La cour cantonale a procédé à l’interprétation du contrat. Elle a appliqué la théorie de la confiance, faute d’avoir pu établir une réelle et commune intention des parties sur le point de l’obligation de renouveler la patente. La cour cantonale a interprété l’art. IV ch. 5 de la convention en tant que manifestation de volonté de l’acquéresse – puisque c’est cette dernière qui a rédigé le contrat. Cette clause a la teneur suivante : « dans le cas d’un ajournement pour l’obtention d’une autorisation de construire, les venderesses autorisaient l’acquéresse à exploiter le restaurant « D.________ » tel qu’il était à la date de la convention pendant cette période d’attente ». La cour cantonale a considéré que l’interprétation de cette clause ne permettait pas d’en déduire une obligation à charge de la venderesse, de s’assurer de la mise à jour de l’autorisation d’exploitation du restaurant avant fin juin. La cour cantonale a également interprété la clause du point de vue de l’acquéresse, mais a laissé ouverte la question de savoir si celle-ci pouvait ou non croire que les venderesses avaient une obligation de faire la demande.
Examinant ensuite les conditions de l’erreur essentielle dans laquelle l’acquéresse prétendait se trouver au moment de la signature de la convention, plus spécifiquement l’erreur de base (art. 24 al. 1 ch. 4 CO), elle a conclu que l’erreur n’était pas si importante subjectivement pour l’acquéresse, au point que, si elle avait connu la réalité, elle n’aurait pas conclu le contrat. La cour cantonale fonde cette conclusion sur le fait que l’acquéresse, dont les conseils qui ont rédigé la convention devaient connaître la problématique de l’autorisation d’exploitation, aurait prévu expressément cette obligation dans le contrat si cela lui avait été si important. A l’inverse, l’acquéresse a prévu dans le contrat une clause selon laquelle elle connaissait tous les éléments permettant l’appréciation de la valeur du fonds de commerce et qu’elle renonçait à toute garantie de la part des venderesses.
Partant, la cour cantonale a considéré que la venderesse n’avait pas failli à l’exécution du contrat, et que l’acquéresse n’était pas dans une erreur essentielle sur les obligations de la venderesse au moment de la signature.
Invoquant la violation de l’art. 18 CO, la recourante soutient que l’interprétation objective du contenu du contrat de vente du fonds de commerce aurait dû conduire la cour cantonale à retenir une obligation de la venderesse de renouveler son autorisation d’exploitation. Pour la recourante, l’article IV ch. 5 de la convention du 20 juin 2016 impliquait que la venderesse se chargerait de renouveler son autorisation d’exploitation afin de permettre à l’acquéresse d’exploiter le restaurant sous l’enseigne « D.________ ».

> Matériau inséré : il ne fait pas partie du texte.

impl ImbalancePaths {
    /// Arguments:
    /// * `supply_leakage` - total supply leakage in the location
    /// * `return_leakage` - total return leakage in the location, in the same units
    /// * `vented` - whether the location exchanges freely with outdoors
    pub fn new(supply_leakage: f64, return_leakage: f64, vented: bool) -> Self {
        if is_close!(supply_leakage, return_leakage, rel_tol = 1e-9, abs_tol = 1e-12) {
            return Default::default();
        }
        match (supply_leakage > return_leakage, vented) {
            (true, true) => Self {
                outside_to_conditioned: 1.,
                ..Default::default()
            },
            (true, false) => Self {
                outside_to_conditioned: 0.5,
                duct_zone_to_outside: 0.5,
                duct_zone_to_conditioned: 0.5,
                ..Default::default()
            },
            (false, true) => Self {
                conditioned_to_outside: 1.,
                ..Default::default()
            },
            (false, false) => Self {
                conditioned_to_outside: 0.5,
                outside_to_duct_zone: 0.5,
                conditioned_to_duct_zone: 0.5,
                ..Default::default()
            },
        }
    }

    fn scaled(&self, flow: f64) -> Self {
        Self {
            outside_to_conditioned: self.outside_to_conditioned * flow,
            conditioned_to_outside: self.conditioned_to_outside * flow,
            outside_to_duct_zone: self.outside_to_duct_zone * flow,
            duct_zone_to_outside: self.duct_zone_to_outside * flow,
            conditioned_to_duct_zone: self.conditioned_to_duct_zone * flow,
            duct_zone_to_conditioned: self.duct_zone_to_conditioned * flow,
        }
    }
}

/// Leakage and conductance of all ducts of one air handler in one location
#[derive(Clone, Debug, PartialEq, Serialize)]
pub struct DuctLocationRecord {
    location: DuctLocation,
    units: Option<LeakageUnits>,
    supply_leakage: f64,
    return_leakage: f64,
    supply_ua: f64, // W/K
    return_ua: f64, // W/K
    imbalance: ImbalancePaths,
}

impl DuctLocationRecord {
    fn new(location: DuctLocation) -> Self {
        Self {
            location,
            units: None,
            supply_leakage: 0.,
            return_leakage: 0.,
            supply_ua: 0.,
            return_ua: 0.,
            imbalance: Default::default(),
        }
    }

    fn add_duct(&mut self, duct: &Duct, air_handler: &str) -> Result<(), AirflowError> {
        if let Some(leakage) = duct.leakage {
            match self.units {
                Some(units) if units != leakage.units() => {
                    return Err(AirflowError::MixedDuctLeakageUnits {
                        air_handler: air_handler.to_string(),
                        location: self.location.to_string(),
                    })
                }
                _ => self.units = Some(leakage.units()),
            }
            match duct.side {
                DuctSide::Supply => self.supply_leakage += leakage.value(),
                DuctSide::Return => self.return_leakage += leakage.value(),
            }
        }
        match duct.side {
            DuctSide::Supply => self.supply_ua += duct.ua(),
            DuctSide::Return => self.return_ua += duct.ua(),
        }
        Ok(())
    }

    fn finalise(&mut self) -> Result<(), AirflowError> {
        for ua in [self.supply_ua, self.return_ua] {
            if ua < 0. {
                return Err(AirflowError::NegativeQuantity {
                    quantity: "duct UA",
                    value: ua,
                });
            }
        }
        self.imbalance = ImbalancePaths::new(
            self.supply_leakage,
            self.return_leakage,
            self.location.is_vented(),
        );
        Ok(())
    }

    pub fn location(&self) -> DuctLocation {
        self.location
    }

    pub fn units(&self) -> Option<LeakageUnits> {
        self.units
    }

    /// Total supply leakage, in the record's units
    pub fn supply_leakage(&self) -> f64 {
        self.supply_leakage
    }

    pub fn return_leakage(&self) -> f64 {
        self.return_leakage
    }

    /// in W/K
    pub fn supply_ua(&self) -> f64 {
        self.supply_ua
    }

    pub fn return_ua(&self) -> f64 {
        self.return_ua
    }

    pub fn imbalance_fractions(&self) -> ImbalancePaths {
        self.imbalance
    }

    /// Supply and return leakage as fractions of the air handler flow.
    ///
    /// Arguments:
    /// * `volume_flow` - air handler flow, in m^3/s
    /// * `operating_pressure` - pressure difference across the leaks, in Pa
    pub fn leakage_fractions(&self, volume_flow: f64, operating_pressure: f64) -> (f64, f64) {
        match self.units {
            None => (0., 0.),
            Some(LeakageUnits::Fraction) => (self.supply_leakage, self.return_leakage),
            Some(LeakageUnits::FlowAt25Pa) => {
                let flow_cfm = cubic_metres_per_second_to_cfm(volume_flow);
                if flow_cfm <= 0. {
                    return (0., 0.);
                }
                let fraction = |leakage: f64| {
                    (leakage_flow_at_pressure(leakage, operating_pressure) / flow_cfm).min(1.)
                };
                (
                    fraction(self.supply_leakage),
                    fraction(self.return_leakage),
                )
            }
        }
    }
}

/// Operating state of an air handler over one timestep
#[derive(Clone, Copy, Debug, PartialEq)]
pub struct AirHandlerConditions {
    /// Mass flow averaged over the timestep, in kg/s
    pub mass_flow: f64,
    pub runtime_fraction: f64,
    /// Air leaving the air handler
    pub outlet: AirState,
    /// Air returned from the conditioned zone
    pub return_air: AirState,
}

/// Heat gains (W) from the ducts of one location in one timestep
#[derive(Clone, Copy, Debug, Default, PartialEq, Serialize)]
pub struct DuctLoads {
    pub supply_leakage_fraction: f64,
    pub return_leakage_fraction: f64,
    pub conditioned_sensible: f64,
    pub conditioned_latent: f64,
    pub return_plenum_sensible: f64,
    pub return_plenum_latent: f64,
    pub duct_zone_sensible: f64,
    pub duct_zone_latent: f64,
    /// Imbalanced leakage flow, in m^3/s
    pub imbalance_flow: f64,
    pub imbalance: ImbalancePaths,
}

impl DuctLoads {
    /// Outdoor air drawn into the conditioned zone by the imbalance, in m^3/s
    pub fn exhaust_equivalent(&self) -> f64 {
        self.imbalance.outside_to_conditioned
    }

    /// Conditioned air pushed outside by the imbalance, in m^3/s
    pub fn supply_equivalent(&self) -> f64 {
        self.imbalance.conditioned_to_outside
    }
}

/// Ducts served by one air handler
#[derive(Clone, Debug, PartialEq)]
pub struct AirHandlerDucts {
    name: String,
    ducts: Vec<Duct>,
    locations: IndexMap<DuctLocation, DuctLocationRecord>,
    operating_pressure: f64,
    return_to_conditioned: bool,
}

impl AirHandlerDucts {
    /// Arguments:
    /// * `name` - air handler name
    /// * `input` - air handler and its ducts
    /// * `serves_cfis` - whether CFIS draws outdoor air through this air handler
    pub fn new(name: &str, input: &AirHandlerInput, serves_cfis: bool) -> Result<Self, AirflowError> {
        let ducts = input
            .ducts
            .iter()
            .map(Duct::new)
            .collect::<Result<Vec<_>, _>>()?;

        let mut locations: IndexMap<DuctLocation, DuctLocationRecord> = Default::default();
        for duct in &ducts {
            // ducts inside the conditioned zone lose nothing
            if duct.location == DuctLocation::Zone(ZoneKind::Conditioned) {
                continue;
            }
            locations
                .entry(duct.location)
                .or_insert_with(|| DuctLocationRecord::new(duct.location))
                .add_duct(duct, name)?;
        }
        for record in locations.values_mut() {
            record.finalise()?;
        }

        Ok(Self {
            name: name.to_string(),
            ducts,
            locations,
            operating_pressure: input.duct_operating_pressure,
            return_to_conditioned: serves_cfis,
        })
    }

    pub fn name(&self) -> &str {
        &self.name
    }

    /// Pressure difference across the leaks while the blower runs, in Pa
    pub fn operating_pressure(&self) -> f64 {
        self.operating_pressure
    }

    pub fn ducts(&self) -> &[Duct] {
        &self.ducts
    }

    pub fn has_ducts(&self) -> bool {
        !self.ducts.is_empty()
    }

    pub fn locations(&self) -> impl Iterator<Item = &DuctLocationRecord> {
        self.locations.values()
    }

    /// Whether return plenum loads are delivered to the conditioned zone
    pub fn returns_to_conditioned(&self) -> bool {
        self.return_to_conditioned
    }

    /// Duct losses for each location of this air handler in one timestep.
    ///
    /// Arguments:
    /// * `conditions` - air handler operation over the timestep
    /// * `outdoor` - outdoor air state
    /// * `zones` - air states of the unconditioned zones
    /// * `pressure` - local air pressure, in Pa
    pub fn loads(
        &self,
        conditions: &AirHandlerConditions,
        outdoor: AirState,
        zones: &IndexMap<ZoneKind, AirState>,
        pressure: f64,
    ) -> Result<IndexMap<DuctLocation, DuctLoads>, AirflowError> {
        self.locations
            .values()
            .map(|record| -> Result<_, AirflowError> {
                let duct_zone = match record.location {
                    DuctLocation::Outside => outdoor,
                    DuctLocation::Zone(zone) => *zones
                        .get(&zone)
                        .ok_or(AirflowError::MissingZoneState(zone))?,
                };
                let loads = self.location_loads(record, conditions, duct_zone, pressure)?;
                Ok((record.location, loads))
            })
            .collect()
    }

    fn location_loads(
        &self,
        record: &DuctLocationRecord,
        conditions: &AirHandlerConditions,
        duct_zone: AirState,
        pressure: f64,
    ) -> Result<DuctLoads, AirflowError> {
        let mass_flow = conditions.mass_flow;
        if mass_flow <= 0. {
            return Ok(Default::default());
        }
        let cp = AIR.specific_heat_capacity();
        let return_air = conditions.return_air;
        let outlet = conditions.outlet;

        let density = dry_air_density(return_air.temperature, return_air.humidity_ratio, pressure)?;
        let volume_flow = mass_flow / density;
        let (supply_fraction, return_fraction) =
            record.leakage_fractions(volume_flow, self.operating_pressure);

        // conduction through the duct walls, on the whole stream
        let supply_outlet_temp = duct_zone.temperature
            + (outlet.temperature - duct_zone.temperature)
                * (-record.supply_ua * conditions.runtime_fraction / (mass_flow * cp)).exp();
        let return_outlet_temp = duct_zone.temperature
            + (return_air.temperature - duct_zone.temperature)
                * (-record.return_ua * conditions.runtime_fraction / (mass_flow * cp)).exp();
        let supply_conduction = mass_flow * cp * (supply_outlet_temp - outlet.temperature);
        let return_conduction = mass_flow * cp * (return_outlet_temp - return_air.temperature);

        // sensible enthalpies are taken at the return air humidity ratio
        let w = return_air.humidity_ratio;
        let h_return = enthalpy(return_air.temperature, w);
        let h_supply = enthalpy(supply_outlet_temp, w);
        let h_duct_zone = enthalpy(duct_zone.temperature, w);
        let h_fg = latent_heat_of_vaporisation(return_air.temperature);

        let supply_leak = supply_fraction * mass_flow;
        let return_leak = return_fraction * mass_flow;

        let mut loads = DuctLoads {
            supply_leakage_fraction: supply_fraction,
            return_leakage_fraction: return_fraction,
            conditioned_sensible: supply_conduction + supply_leak * (h_return - h_supply),
            conditioned_latent: supply_leak * h_fg * (w - outlet.humidity_ratio),
            return_plenum_sensible: return_conduction + return_leak * (h_duct_zone - h_return),
            return_plenum_latent: return_leak * h_fg * (duct_zone.humidity_ratio - w),
            duct_zone_sensible: supply_leak * (h_supply - h_duct_zone)
                - supply_conduction
                - return_conduction,
            duct_zone_latent: supply_leak * h_fg * (outlet.humidity_ratio - duct_zone.humidity_ratio),
            imbalance_flow: 0.,
            imbalance: Default::default(),
        };
        if self.return_to_conditioned {
            loads.conditioned_sensible += loads.return_plenum_sensible;
            loads.conditioned_latent += loads.return_plenum_latent;
            loads.return_plenum_sensible = 0.;
            loads.return_plenum_latent = 0.;
        }

        loads.imbalance_flow = (supply_fraction - return_fraction).abs() * volume_flow;
        loads.imbalance = record.imbalance.scaled(loads.imbalance_flow);
        Ok(loads)
    }
}
use crate::core::units::BelowAbsoluteZeroError;
use crate::input::{DuctSide, VentilationFanType, ZoneKind};
use thiserror::Error;

/// Fatal conditions found while setting up or evaluating the airflow models.
#[derive(Clone, Debug, Error, PartialEq)]
pub enum AirflowError {
    #[error(
        "Envelope leakage distribution does not sum to 1 (ceiling {ceiling}, walls {walls}, floor {floor})"
    )]
    LeakageDistribution { ceiling: f64, walls: f64, floor: f64 },
    #[error("Calculated {kind} effectiveness of {value} for the {fan_type} ventilation fan is outside the range 0-1")]
    RecoveryEffectiveness {
        fan_type: VentilationFanType,
        kind: EffectivenessKind,
        value: f64,
    },
    #[error("Leakage fraction of {value} on {side} duct is outside the range 0-1")]
    DuctLeakageFraction { side: DuctSide, value: f64 },
    #[error("Leakage flow of {value} cfm at 25 Pa on {side} duct is negative")]
    DuctLeakageFlow { side: DuctSide, value: f64 },
    #[error("Surface area of {value} ft2 on {side} duct is negative")]
    DuctArea { side: DuctSide, value: f64 },
    #[error("Nominal R-value of {value} on {side} duct is negative")]
    DuctRValue { side: DuctSide, value: f64 },
    #[error("A {side} duct specifies both a leakage fraction and a leakage flow at 25 Pa")]
    DuctLeakageOverSpecified { side: DuctSide },
    #[error("Ducts on air handler '{air_handler}' in {location} mix leakage fractions with leakage flows")]
    MixedDuctLeakageUnits {
        air_handler: String,
        location: String,
    },
    #[error("Central fan integrated supply requires ducted equipment on air handler '{0}'")]
    CfisWithoutDuctedEquipment(String),
    #[error("Central fan integrated supply blower fraction of {0} is outside the range 0-1")]
    CfisBlowerFraction(f64),
    #[error("No air state was supplied for the {0} zone")]
    MissingZoneState(ZoneKind),
    #[error("Calculated {quantity} of {value} is negative")]
    NegativeQuantity { quantity: &'static str, value: f64 },
    #[error(transparent)]
    BelowAbsoluteZero(#[from] BelowAbsoluteZeroError),
}

#[derive(Clone, Copy, Debug, PartialEq, strum_macros::Display)]
#[strum(serialize_all = "snake_case")]
pub enum EffectivenessKind {
    ApparentSensible,
    Sensible,
    Latent,
}
use anyhow::anyhow;
use formatx::formatx;
use parking_lot::Mutex;
use std::fmt::Debug;
use std::fs::File;
use std::io;
use std::io::{BufWriter, ErrorKind, Write};
use std::path::PathBuf;
use std::str::from_utf8;
use std::sync::Arc;

/// Destination for the named documents produced by a run ("airflow_results", "airflow_program")
pub trait Output: Debug {
    fn writer_for_location_key(&self, location_key: &str) -> anyhow::Result<impl Write>;
    /// Whether this output can be considered a no-op and therefore that any code that only writes to the output can be skipped.
    fn is_noop(&self) -> bool {
        false
    }
}

#[derive(Debug)]
pub struct FileOutput {
    directory_path: PathBuf,
    file_template: String,
}

impl FileOutput {
    /// Arguments:
    /// * `directory_path` - directory the files are written into
    /// * `file_template` - file name with a `{}` placeholder for the location key, e.g. "house__{}.json"
    pub fn new(directory_path: PathBuf, file_template: String) -> Self {
        Self {
            directory_path,
            file_template,
        }
    }
}

impl Output for FileOutput {
    fn writer_for_location_key(&self, location_key: &str) -> anyhow::Result<impl Write> {
        let file_name = formatx!(&self.file_template, location_key).map_err(|err| {
            anyhow!(
                "Could not build a file name from template '{}': {err:?}",
                self.file_template
            )
        })?;
        Ok(BufWriter::new(File::create(
            self.directory_path.join(file_name),
        )?))
    }
}

impl Output for &FileOutput {
    fn writer_for_location_key(&self, location_key: &str) -> anyhow::Result<impl Write> {
        <FileOutput as Output>::writer_for_location_key(self, location_key)
    }
}

/// An output that goes to nowhere/ a "sink"/ /dev/null.
#[derive(Debug, Default)]
pub struct SinkOutput;

impl Output for SinkOutput {
    fn writer_for_location_key(&self, _location_key: &str) -> anyhow::Result<impl Write> {
        Ok(io::sink())
    }

    fn is_noop(&self) -> bool {
        true
    }
}

/// Collects every document into one shared string, each preceded by a header naming its
/// location key.
#[derive(Clone, Debug, Default)]
pub struct StringOutput(Arc<Mutex<String>>);

impl StringOutput {
    pub fn new() -> Self {
        Default::default()
    }

    pub fn contents(&self) -> String {
        self.0.lock().clone()
    }
}

impl Output for StringOutput {
    fn writer_for_location_key(&self, location_key: &str) -> anyhow::Result<impl Write> {
        Ok(DocumentWriter {
            string: self.0.clone(),
            location_key: location_key.to_string(),
            has_header: false,
        })
    }
}

impl Output for &StringOutput {
    fn writer_for_location_key(&self, location_key: &str) -> anyhow::Result<impl Write> {
        <StringOutput as Output>::writer_for_location_key(self, location_key)
    }
}

/// Writer for one document within a `StringOutput`
struct DocumentWriter {
    string: Arc<Mutex<String>>,
    location_key: String,
    has_header: bool,
}

impl Write for DocumentWriter {
    fn write(&mut self, buf: &[u8]) -> io::Result<usize> {
        let utf8 = from_utf8(buf).map_err(|_| {
            io::Error::new(ErrorKind::InvalidData, "Tried to write out invalid UTF-8.")
        })?;
        let mut string = self.string.lock();
        if !self.has_header {
            if !string.is_empty() {
                string.push_str("\n\n");
            }
            string.push_str(&format!("Writing out '{}':\n\n", self.location_key));
            self.has_header = true;
        }
        string.push_str(utf8);
        Ok(utf8.len())
    }

    fn flush(&mut self) -> io::Result<()> {
        Ok(())
    }
}
//! Central fan integrated supply (CFIS) ventilation: outdoor air drawn through the
//! return side of a ducted heating/cooling air handler while a motorised damper is open.
//!
//! The damper must be open for a target number of minutes in each hour. It opens
//! opportunistically whenever the air handler blower is already running, and if the
//! target can no longer be met that way it runs the blower on its own for the rest of
//! the hour.

use crate::core::units::{cfm_to_cubic_metres_per_second, MINUTES_PER_HOUR};
use crate::errors::AirflowError;
use crate::input::{AirHandlerInput, CfisInput};
use crate::simulation_time::SimulationTimeIteration;

/// Highest achievable damper open time in an hour, in minutes
const MAX_MINUTES_OPEN_PER_HOUR: f64 = 59.999;
/// Tolerance when comparing the end of a timestep with the forced-operation start minute
pub(crate) const MINUTE_TOLERANCE: f64 = 1e-5;

#[derive(Clone, Copy, Debug, Eq, PartialEq)]
pub enum CfisPhase {
    Idle,
    Accumulating,
    SatisfiedForHour,
}

/// Per-hour damper accumulator. Owned by the caller and carried between timesteps.
#[derive(Clone, Copy, Debug, Default, PartialEq)]
pub struct CfisState {
    hour: Option<u32>,
    open_minutes: f64,
    on_for_rest_of_hour: bool,
    satisfied: bool,
    damper_fraction: f64,
}

impl CfisState {
    pub fn new() -> Self {
        Default::default()
    }

    /// Minutes the damper has been open so far in the current hour
    pub fn open_minutes(&self) -> f64 {
        self.open_minutes
    }

    pub fn is_satisfied(&self) -> bool {
        self.satisfied
    }

    /// Damper open fraction of the most recent timestep
    pub fn damper_fraction(&self) -> f64 {
        self.damper_fraction
    }

    pub fn phase(&self) -> CfisPhase {
        if self.satisfied {
            CfisPhase::SatisfiedForHour
        } else if self.open_minutes > 0. || self.on_for_rest_of_hour {
            CfisPhase::Accumulating
        } else {
            CfisPhase::Idle
        }
    }

    fn start_hour(&mut self, hour: u32) {
        *self = Self {
            hour: Some(hour),
            ..Default::default()
        };
    }
}

/// Result of one CFIS timestep
#[derive(Clone, Copy, Debug, PartialEq)]
pub struct CfisOutcome {
    pub damper_fraction: f64,
    /// Outdoor air drawn in, in m^3/s
    pub outdoor_air_flow: f64,
    /// Blower power spent on ventilation alone, beyond the blower's own heating/cooling runtime, in W
    pub ventilation_only_blower_power: f64,
}

#[derive(Clone, Debug, PartialEq)]
pub struct CfisController {
    air_handler: String,
    target_minutes_per_hour: f64,
    blower_fraction: f64,
    flow_rate: f64,          // m^3/s of outdoor air with the damper open
    rated_blower_power: f64, // W
}

impl CfisController {
    /// Arguments:
    /// * `input` - CFIS configuration
    /// * `flow_rate` - outdoor air flow with the damper open, in cfm
    /// * `air_handler` - the air handler named by the configuration, if it exists
    pub fn new(
        input: &CfisInput,
        flow_rate: f64,
        air_handler: Option<&AirHandlerInput>,
    ) -> Result<Self, AirflowError> {
        let air_handler = match air_handler {
            Some(air_handler) if air_handler.has_ducted_equipment => air_handler,
            _ => {
                return Err(AirflowError::CfisWithoutDuctedEquipment(
                    input.air_handler.clone(),
                ))
            }
        };
        if !(0. ..=1.).contains(&input.blower_fraction) {
            return Err(AirflowError::CfisBlowerFraction(input.blower_fraction));
        }

        Ok(Self {
            air_handler: input.air_handler.clone(),
            target_minutes_per_hour: input
                .minutes_open_per_hour
                .clamp(0., MAX_MINUTES_OPEN_PER_HOUR),
            blower_fraction: input.blower_fraction,
            flow_rate: cfm_to_cubic_metres_per_second(flow_rate),
            rated_blower_power: air_handler.blower_power,
        })
    }

    pub fn air_handler(&self) -> &str {
        &self.air_handler
    }

    pub fn target_minutes_per_hour(&self) -> f64 {
        self.target_minutes_per_hour
    }

    /// Outdoor air flow with the damper fully open, in m^3/s
    pub fn flow_rate(&self) -> f64 {
        self.flow_rate
    }

    /// Advance the damper controller by one timestep.
    ///
    /// Arguments:
    /// * `state` - accumulator carried over from the previous timestep
    /// * `time` - the current timestep
    /// * `blower_runtime_fraction` - runtime fraction of the air handler blower for
    ///   heating or cooling in this timestep
    pub fn tick(
        &self,
        state: &mut CfisState,
        time: &SimulationTimeIteration,
        blower_runtime_fraction: f64,
    ) -> CfisOutcome {
        let hour = time.current_hour();
        if state.hour != Some(hour) {
            state.start_hour(hour);
        }

        let timestep = time.timestep_in_minutes();
        let minute = time.minute_at_end_of_step();
        let remaining = self.target_minutes_per_hour - state.open_minutes;

        let damper_fraction = if remaining <= 0. {
            state.satisfied = true;
            0.
        } else {
            // minute at which running until the end of the hour just meets the target
            let forced_start_minute = MINUTES_PER_HOUR as f64 - remaining;
            let fraction = if state.on_for_rest_of_hour
                || minute + MINUTE_TOLERANCE >= forced_start_minute
            {
                let fraction = if state.on_for_rest_of_hour {
                    1.
                } else {
                    (minute - forced_start_minute) / timestep
                };
                state.on_for_rest_of_hour = true;
                fraction
            } else {
                blower_runtime_fraction
            }
            .clamp(0., 1.);

            if fraction * timestep >= remaining {
                state.open_minutes = self.target_minutes_per_hour;
                state.satisfied = true;
                remaining / timestep
            } else {
                state.open_minutes += fraction * timestep;
                fraction
            }
        };
        state.damper_fraction = damper_fraction;

        let ventilation_only_fraction = (damper_fraction - blower_runtime_fraction).max(0.);

        CfisOutcome {
            damper_fraction,
            outdoor_air_flow: damper_fraction * self.flow_rate,
            ventilation_only_blower_power: self.rated_blower_power
                * self.blower_fraction
                * ventilation_only_fraction,
        }
    }
}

En droit suisse des contrats, la question de savoir si les parties ont conclu un accord est soumise au principe de la priorité de la volonté subjective sur la volonté objective.
Lorsque le juge ne parvient pas à déterminer la volonté réelle et commune des parties – parce que les preuves font défaut ou ne sont pas concluantes – ou s’il constate qu’une partie n’a pas compris la volonté exprimée par l’autre à l’époque de la conclusion du contrat – ce qui ne ressort pas déjà du simple fait qu’elle l’affirme en procédure, mais doit résulter de l’administration des preuves, il doit rechercher leur volonté objective, selon le principe de la confiance.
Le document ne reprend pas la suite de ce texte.